Oyun müziklerinin bir kısmınıYoutube kanalımdan dinleyebilirsiniz.

Oyun ilk sezon kapalı gişe her hafta devam etti, Direklerarası’nda “Özgün Yeni Oyun” ödülüne layık görüldü, şehir dışında da sahne aldı, izleyicilerden çok değerli geri bildirimler aldı, ikinci sezon -ülke gündemine de bağlı olarak- ayda bir oynandı. Geçtiğimiz günlerde yine çok güzel bir seyirci topluluğu eşliğinde son oyunu izledik. Aksilik olmazsa önümüzdeki sezon yeni bir oyunla tekrar bir araya geleceğiz.

Fotoğraflar: Onur Özen

Uzun zamandır bir şeyi bu kadar sahiplendiğimi hatırlamıyorum. Oyuna en az 10 kere gittim ve yine olsa yine giderim! Bu kadar uyumlu, yeniliğe açık, işini seven, ne istediğini bilen kadınlarla bir arada çalışmak benim için hem büyük onur, hem büyük zevk hem de çok büyük bir dersti. Bu zamana kadar deneyimlemediğim bir çok şeyi deneme, öğrenme, keşfetme fırsatı yakaladım. Kendimi de keşfettiğim bu yolculukta birlikte çalıştığım herkese minnet borçluyum. 

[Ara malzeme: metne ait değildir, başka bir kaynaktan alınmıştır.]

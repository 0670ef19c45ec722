//! Security Manager — per-query policy gate.
//!
//! Four checks, evaluated in order, first failure wins:
//! 1. Read-only mode blocks any query mentioning a write keyword.
//! 2. A fixed list of dangerous regex patterns.
//! 3. A rolling per-minute complexity budget.
//! 4. The operation allow-list.
//!
//! Checks 1-2 are stateless ([`SecurityManager::check_policy`]). Checks 3-4
//! ([`SecurityManager::charge_and_authorize`]) charge the score at step 3,
//! so an allow-list rejection still spends budget. An over-budget query
//! spends nothing.

use std::collections::BTreeSet;
use std::sync::LazyLock;
use std::time::{Duration, Instant};

use chrono::{DateTime, Utc};
use parking_lot::Mutex;
use regex::Regex;
use serde::Serialize;
use thiserror::Error;

use crate::config::SecurityConfig;

/// Length of the complexity window.
pub const COMPLEXITY_WINDOW: Duration = Duration::from_secs(60);

const WRITE_KEYWORDS: &[&str] = &[
    "put", "set", "insert", "update", "delete", "drop", "create", "modify", "alter", "write",
    "save", "store",
];

/// Operation keywords subject to the allow-list.
const OPERATION_KEYWORDS: &[&str] = &[
    "get", "put", "scan", "prefix", "search", "jsonquery", "list", "stats", "export", "create",
    "drop", "last",
];

/// Substring → complexity cost.
const COMPLEXITY_WEIGHTS: &[(&str, u32)] = &[
    ("scan", 3),
    ("search", 2),
    ("prefix", 2),
    ("json", 2),
    ("export", 4),
    ("stats", 2),
];

const DANGEROUS_PATTERNS: &[&str] = &[
    // Destructive statements
    r"(?i)(drop|delete|truncate)\s+(table|database|column)",
    r"(?i)(insert|update)\s+.*\s+(values|set)",
    r"(?i)exec(ute)?\s*\(",
    r"(?i)script\s*:",
    // Shell commands
    r"(?i)(rm\s+-rf|del\s+/|format\s+)",
    r"(?i)(shutdown|reboot|halt)",
    r"(?i)cmd\.exe|bash|sh\s+",
    // Credential exposure and path traversal
    r"(?i)(password|secret|token|key)\s*=",
    r"(?i)\.\./|\.\.\\",
    // Unbounded scans
    r"(?i)(scan|prefix)\s+.*\s+(limit\s+[1-9]\d{4,}|no\s+limit)",
];

static COMPILED_PATTERNS: LazyLock<Vec<Regex>> = LazyLock::new(|| {
    DANGEROUS_PATTERNS
        .iter()
        .filter_map(|p| match Regex::new(p) {
            Ok(re) => Some(re),
            Err(e) => {
                tracing::warn!(pattern = %p, error = %e, "invalid security pattern skipped");
                None
            }
        })
        .collect()
});

static LIMIT_PATTERN: LazyLock<Option<Regex>> =
    LazyLock::new(|| Regex::new(r"limit\s+(\d+)").ok());

// ─── Violations ─────────────────────────────────────────────────────────────

/// Why a query was rejected.
#[derive(Debug, Clone, PartialEq, Eq, Error)]
pub enum SecurityViolation {
    #[error("write operation '{keyword}' blocked in read-only mode")]
    WriteInReadOnly { keyword: String },

    #[error("dangerous pattern detected: {pattern}")]
    DangerousPattern { pattern: String },

    #[error("query complexity limit exceeded ({current} + {score} > {max})")]
    ComplexityExceeded { current: u32, score: u32, max: u32 },

    #[error("operation '{operation}' is not allowed")]
    OperationNotAllowed { operation: String },
}

impl SecurityViolation {
    /// Short machine-readable label for audit metadata.
    pub fn code(&self) -> &'static str {
        match self {
            SecurityViolation::WriteInReadOnly { .. } => "write_in_read_only",
            SecurityViolation::DangerousPattern { .. } => "dangerous_pattern",
            SecurityViolation::ComplexityExceeded { .. } => "complexity_exceeded",
            SecurityViolation::OperationNotAllowed { .. } => "operation_not_allowed",
        }
    }
}

// ─── Report ─────────────────────────────────────────────────────────────────

#[derive(Debug, Clone, PartialEq, Serialize)]
pub struct SecurityReport {
    pub read_only_mode: bool,
    pub audit_enabled: bool,
    pub max_query_complexity: u32,
    pub current_complexity: u32,
    pub allowed_operations: Vec<String>,
    pub dangerous_patterns: usize,
    pub last_reset_time: DateTime<Utc>,
}

// ─── SecurityManager ────────────────────────────────────────────────────────

#[derive(Debug)]
struct ComplexityWindow {
    current: u32,
    started: Instant,
    started_at: DateTime<Utc>,
}

impl ComplexityWindow {
    fn new() -> Self {
        Self {
            current: 0,
            started: Instant::now(),
            started_at: Utc::now(),
        }
    }

    fn roll_if_expired(&mut self) {
        if self.started.elapsed() > COMPLEXITY_WINDOW {
            *self = Self::new();
        }
    }
}

/// One instance per agent; never shared process-wide.
pub struct SecurityManager {
    read_only: bool,
    audit_enabled: bool,
    max_complexity: u32,
    /// Lowercased for comparison.
    allowed: BTreeSet<String>,
    configured_operations: Vec<String>,
    window: Mutex<ComplexityWindow>,
}

impl SecurityManager {
    pub fn new(config: &SecurityConfig) -> Self {
        Self {
            read_only: config.read_only,
            audit_enabled: config.enable_audit,
            max_complexity: config.max_query_complexity,
            allowed: config
                .allowed_operations
                .iter()
                .map(|op| op.to_lowercase())
                .collect(),
            configured_operations: config.allowed_operations.clone(),
            window: Mutex::new(ComplexityWindow::new()),
        }
    }

    /// Run every check in order: read-only, dangerous patterns, complexity
    /// budget, allow-list. The score is charged at the budget step, so a
    /// later allow-list rejection still consumes budget.
    pub fn check(&self, query: &str) -> Result<(), SecurityViolation> {
        self.check_policy(query)?;
        self.charge_and_authorize(query)
    }

    /// Stateless checks only: read-only keywords and dangerous patterns.
    ///
    /// Safe to run before a cache lookup; nothing is charged.
    pub fn check_policy(&self, query: &str) -> Result<(), SecurityViolation> {
        let lower = query.to_lowercase();

        if self.read_only {
            if let Some(keyword) = WRITE_KEYWORDS.iter().find(|k| lower.contains(*k)) {
                return Err(self.reject(
                    query,
                    SecurityViolation::WriteInReadOnly {
                        keyword: keyword.to_string(),
                    },
                ));
            }
        }

        if let Some(re) = COMPILED_PATTERNS.iter().find(|re| re.is_match(query)) {
            return Err(self.reject(
                query,
                SecurityViolation::DangerousPattern {
                    pattern: re.as_str().to_string(),
                },
            ));
        }

        Ok(())
    }

    /// Charge the query's score to the rolling window, then apply the
    /// allow-list. A query over budget is not charged.
    pub fn charge_and_authorize(&self, query: &str) -> Result<(), SecurityViolation> {
        let lower = query.to_lowercase();
        let score = query_complexity(&lower);

        {
            let mut window = self.window.lock();
            window.roll_if_expired();
            if window.current + score > self.max_complexity {
                let violation = SecurityViolation::ComplexityExceeded {
                    current: window.current,
                    score,
                    max: self.max_complexity,
                };
                drop(window);
                return Err(self.reject(query, violation));
            }
            window.current += score;
            tracing::debug!(score, current = window.current, "query complexity charged");
        }

        if let Some(op) = OPERATION_KEYWORDS
            .iter()
            .find(|op| lower.contains(*op) && !self.allowed.contains(**op))
        {
            return Err(self.reject(
                query,
                SecurityViolation::OperationNotAllowed {
                    operation: op.to_string(),
                },
            ));
        }

        Ok(())
    }

    /// Boolean projection of [`check`](Self::check).
    pub fn validate(&self, query: &str) -> bool {
        self.check(query).is_ok()
    }

    fn reject(&self, query: &str, violation: SecurityViolation) -> SecurityViolation {
        tracing::warn!(
            query = %query,
            violation = violation.code(),
            reason = %violation,
            "query rejected by security gate"
        );
        violation
    }

    pub fn is_operation_allowed(&self, operation: &str) -> bool {
        self.allowed.contains(&operation.to_lowercase())
    }

    pub fn is_read_only(&self) -> bool {
        self.read_only
    }

    pub fn current_complexity(&self) -> u32 {
        let mut window = self.window.lock();
        window.roll_if_expired();
        window.current
    }

    pub fn report(&self) -> SecurityReport {
        let window = self.window.lock();
        SecurityReport {
            read_only_mode: self.read_only,
            audit_enabled: self.audit_enabled,
            max_query_complexity: self.max_complexity,
            current_complexity: window.current,
            allowed_operations: self.configured_operations.clone(),
            dangerous_patterns: COMPILED_PATTERNS.len(),
            last_reset_time: window.started_at,
        }
    }

    /// Pretend the window opened `by` ago.
    #[cfg(test)]
    pub(crate) fn backdate_window(&self, by: Duration) {
        let mut window = self.window.lock();
        if let Some(started) = Instant::now().checked_sub(by) {
            window.started = started;
        }
    }
}

/// Score a lowercased query.
fn query_complexity(lower: &str) -> u32 {
    let mut score = 1;
    for (needle, weight) in COMPLEXITY_WEIGHTS {
        if lower.contains(needle) {
            score += weight;
        }
    }

    let limit = LIMIT_PATTERN
        .as_ref()
        .and_then(|re| re.captures(lower))
        .and_then(|caps| caps.get(1))
        .map(|m| m.as_str().parse::<u64>().unwrap_or(u64::MAX));
    match limit {
        Some(n) if n > 1000 => score += 3,
        Some(n) if n > 100 => score += 1,
        _ => {}
    }
    score
}

// ─── Tests ──────────────────────────────────────────────────────────────────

(*) Armağan ekonomisi de çok değişik bir deneyim oldu benim için. İhtiyaç listesinin içinde Akbil de vardı, yoga dersi de, ikinci el kitap da, filtre kahve de, şarap da, karikatür kitabı da… Gelen armağanlara küçük notlar iliştirildi kimi zaman. Seyirciler, armağanlarını kendi sevdikleri şeylerden seçti genelde- farkında olmadan bir bağ kurdular oyun ekibiyle. En çok sokak kedileri için getirilen mamalara sevindim. Haa bir de kışın en çok tükettiğim zencefil-zerdaçal-tarçın-kuşburnu çayının malzemelerini oyun sayesinde kış boyu edinmiş oldum. Sağlığımı ve sokak kedilerinin mutluluğunu armağanlara borçluyum! 😀

Kamamber’in bir parçası olduğum için gerçekten çok mutluyum. Birlikte çalıştığımız herkese teşekkürler, iyi ki varsınız!